> YOUR GOAL:
From the data, copy out every line in which the word "Cents" appears.

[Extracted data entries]
=-=-=

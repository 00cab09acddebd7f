//! Planner inputs.

use serde::{Deserialize, Serialize};
use serde_json::Value as JsonValue;
use rust_decimal::Decimal;
use tessera_shared::types::{Cents, ContactId, RoundingMode, TransactionId, ValueId};

use super::error::PlanError;
use super::types::LineItemType;

/// A line item as submitted by the caller.
#[derive(Debug, Clone, Default, PartialEq, Serialize, Deserialize)]
#[serde(rename_all = "camelCase")]
pub struct LineItemRequest {
    /// Kind of item.
    #[serde(default)]
    pub r#type: LineItemType,
    /// Product id.
    pub product_id: Option<String>,
    /// Variant id.
    pub variant_id: Option<String>,
    /// Price of one unit.
    pub unit_price: Cents,
    /// Quantity, defaults to 1.
    pub quantity: Option<i64>,
    /// Tax rate.
    pub tax_rate: Option<Decimal>,
    /// Marketplace rate.
    pub marketplace_rate: Option<Decimal>,
    /// Tags.
    #[serde(default)]
    pub tags: Vec<String>,
    /// Metadata.
    pub metadata: Option<JsonValue>,
}

/// A ledger source: exactly one of `value_id`, `code`, `contact_id`.
#[derive(Debug, Clone, Default, PartialEq, Eq, Serialize, Deserialize)]
#[serde(rename_all = "camelCase")]
pub struct LedgerSource {
    /// A specific value.
    pub value_id: Option<ValueId>,
    /// A value by code.
    pub code: Option<String>,
    /// Every value of a contact.
    pub contact_id: Option<ContactId>,
}

/// Which lookup a ledger source resolves through.
#[derive(Debug, Clone, Copy, PartialEq, Eq)]
pub enum LedgerLookup<'a> {
    /// By value id.
    ValueId(&'a ValueId),
    /// By code.
    Code(&'a str),
    /// By contact.
    Contact(&'a ContactId),
}

impl LedgerSource {
    /// Source for one value.
    #[must_use]
    pub fn value(value_id: ValueId) -> Self {
        Self {
            value_id: Some(value_id),
            ..Self::default()
        }
    }

    /// Returns the single lookup this source names.
    ///
    /// # Errors
    ///
    /// Returns `PlanError::InvalidSource` unless exactly one key is set.
    pub fn lookup(&self) -> Result<LedgerLookup<'_>, PlanError> {
        match (&self.value_id, &self.code, &self.contact_id) {
            (Some(id), None, None) => Ok(LedgerLookup::ValueId(id)),
            (None, Some(code), None) => Ok(LedgerLookup::Code(code)),
            (None, None, Some(contact)) => Ok(LedgerLookup::Contact(contact)),
            _ => Err(PlanError::InvalidSource(
                "ledger source must name exactly one of valueId, code, contactId".into(),
            )),
        }
    }
}

/// A card processor source.
#[derive(Debug, Clone, PartialEq, Eq, Serialize, Deserialize)]
#[serde(rename_all = "camelCase")]
pub struct ProcessorSource {
    /// Tokenized payment source.
    pub source: String,
    /// Upper bound on the charge.
    pub max_amount: Option<Cents>,
}

/// A bookkeeping-only source tracked by the caller.
#[derive(Debug, Clone, PartialEq, Eq, Serialize, Deserialize)]
#[serde(rename_all = "camelCase")]
pub struct InternalSource {
    /// Caller-defined id.
    pub internal_id: String,
    /// Available balance.
    pub balance: Cents,
    /// Applied before tax.
    #[serde(default)]
    pub pretax: bool,
    /// Applied before ledger values.
    #[serde(default)]
    pub before_ledger: bool,
}

/// A payment source of a checkout.
#[derive(Debug, Clone, PartialEq, Eq, Serialize, Deserialize)]
#[serde(tag = "rail", rename_all = "snake_case")]
pub enum SourceRequest {
    /// Internal ledger.
    Ledger(LedgerSource),
    /// Card processor.
    Processor(ProcessorSource),
    /// Internal adjustment.
    Internal(InternalSource),
}

/// A checkout.
#[derive(Debug, Clone, PartialEq, Serialize, Deserialize)]
#[serde(rename_all = "camelCase")]
pub struct CheckoutRequest {
    /// Transaction id.
    pub id: TransactionId,
    /// Currency.
    pub currency: String,
    /// Items purchased.
    pub line_items: Vec<LineItemRequest>,
    /// Payment sources in caller order.
    pub sources: Vec<SourceRequest>,
    /// Accept an unpaid remainder.
    #[serde(default)]
    pub allow_remainder: bool,
    /// Compute without writing.
    #[serde(default)]
    pub simulate: bool,
    /// Authorize now, capture later.
    #[serde(default)]
    pub pending: bool,
    /// Tax rounding mode.
    pub rounding_mode: Option<RoundingMode>,
    /// Metadata.
    pub metadata: Option<JsonValue>,
}

/// A fixed credit.
#[derive(Debug, Clone, PartialEq, Serialize, Deserialize)]
#[serde(rename_all = "camelCase")]
pub struct CreditRequest {
    /// Transaction id.
    pub id: TransactionId,
    /// Value credited.
    pub value_id: ValueId,
    /// Currency.
    pub currency: String,
    /// Balance to add.
    pub amount: Option<Cents>,
    /// Uses to add.
    pub uses: Option<i64>,
    /// Compute without writing.
    #[serde(default)]
    pub simulate: bool,
    /// Metadata.
    pub metadata: Option<JsonValue>,
}

/// A fixed debit.
#[derive(Debug, Clone, PartialEq, Serialize, Deserialize)]
#[serde(rename_all = "camelCase")]
pub struct DebitRequest {
    /// Transaction id.
    pub id: TransactionId,
    /// Value debited.
    pub value_id: ValueId,
    /// Currency.
    pub currency: String,
    /// Balance to take.
    pub amount: Option<Cents>,
    /// Uses to take.
    pub uses: Option<i64>,
    /// Take what is available and report the rest as remainder.
    #[serde(default)]
    pub allow_remainder: bool,
    /// Compute without writing.
    #[serde(default)]
    pub simulate: bool,
    /// Authorize now, capture later.
    #[serde(default)]
    pub pending: bool,
    /// Metadata.
    pub metadata: Option<JsonValue>,
}

/// Where a transfer takes money from.
#[derive(Debug, Clone, PartialEq, Eq, Serialize, Deserialize)]
#[serde(tag = "rail", rename_all = "snake_case")]
pub enum TransferSource {
    /// A ledger value.
    Ledger {
        /// Source value.
        value_id: ValueId,
    },
    /// A card charge.
    Processor(ProcessorSource),
}

/// A transfer from a source to a value.
#[derive(Debug, Clone, PartialEq, Serialize, Deserialize)]
#[serde(rename_all = "camelCase")]
pub struct TransferRequest {
    /// Transaction id.
    pub id: TransactionId,
    /// Source.
    pub source: TransferSource,
    /// Destination value.
    pub destination: ValueId,
    /// Currency.
    pub currency: String,
    /// Amount to move.
    pub amount: Cents,
    /// Move what is available and report the rest as remainder.
    #[serde(default)]
    pub allow_remainder: bool,
    /// Compute without writing.
    #[serde(default)]
    pub simulate: bool,
    /// Metadata.
    pub metadata: Option<JsonValue>,
}

/// Claim of a generic code by a contact.
#[derive(Debug, Clone, PartialEq, Eq, Serialize, Deserialize)]
#[serde(rename_all = "camelCase")]
pub struct AttachRequest {
    /// Generic code being claimed.
    pub value_id: ValueId,
    /// Claimant.
    pub contact_id: ContactId,
}

/// Capture, void or reverse of an earlier transaction.
#[derive(Debug, Clone, PartialEq, Serialize, Deserialize)]
#[serde(rename_all = "camelCase")]
pub struct ChainRequest {
    /// Id of the new transaction.
    pub id: TransactionId,
    /// Transaction being captured, voided or reversed.
    pub previous_transaction_id: TransactionId,
    /// Compute without writing.
    #[serde(default)]
    pub simulate: bool,
    /// Metadata.
    pub metadata: Option<JsonValue>,
}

=-=-=

> RESPONSE TO THE TASK:
use tessera_shared::types::{Cents, ContactId, RoundingMode, TransactionId, ValueId};
    pub unit_price: Cents,
    pub max_amount: Option<Cents>,
    pub balance: Cents,
    pub amount: Option<Cents>,
    pub amount: Option<Cents>,
    pub amount: Cents,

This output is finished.